When the survival data is individually-listed, only Kaplan-Meier analysis is available; when the data is stratified with grouped survival time, only actuarial analysis is available.
When the survival data is individually-listed, only standard parametric and binary mixture cure survival models are available. The Cox PH model is not available. The graphical plots are not available for individually-listed data either.
When Cox PH model is used for grouped survival data, the option of trying different starting values is not available.

7. Which survival model and which distribution should I use to fit the survival data?

Answer: The analysis should be guided by research interest and exploratory analysis may help decide which survival model to use. The mixture cure models usually provide better fit than the standard survival model if there is clear evidence that the cure exists. However, we would only suggest to use the mixture cure models when the follow-up time is sufficient and most event times have been observed.

There are several criteria to select the "best" latency distribution.

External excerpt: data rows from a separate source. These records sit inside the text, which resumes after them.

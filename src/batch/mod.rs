//! # 批量处理模块
//!
//! 对目录中的多个 HDF5 文件进行批量加载。
//!
//! ## 功能
//! - 自动检测输入类型（文件/目录）
//! - 收集匹配文件列表
//! - 并行处理，结果保持文件顺序
//!
//! ## 依赖关系
//! - 被 `commands/load.rs` 使用
//! - 使用 `rayon` 进行并行处理
//! - 使用 `indicatif` 显示进度

pub mod collector;
pub mod runner;

pub use collector::FileCollector;
pub use runner::{BatchRunner, ProcessResult};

For example, Akaike Information Criterion (AIC) is defined as AIC=-2*(Maximum loglikelihood value)+2*(Number of parameters), the model with minimum value of AIC is selected as the best model.

8. How can I create my own graphs?

Answer: You can export the output data file into a cross-tabulated (*.csv) file, which includes the actuarial and estimated survival curves. The data file can be opened by Excel, SAS or Splus to create the graphs you like.

9. Is there a suggested citation for CanSurv?

Answer: There are two suggested citations for CanSurv: one for the software and one for the methods. The citations are listed below and can also be accessed by selecting About from the CanSurv Help menu.

Software Citation:: Cansurv, Version 1.3. February 2014; Statistical Research and Applications Branch, Data Modeling Branch, National Cancer Institute.
Methods Citation:: Gamel JW, Weller EA, Wesley MN, Feuer EJ. Parametric cure models of relative and cause-specific survival for grouped survival times. Comput Methods Programs Biomed 2000;61:99-110.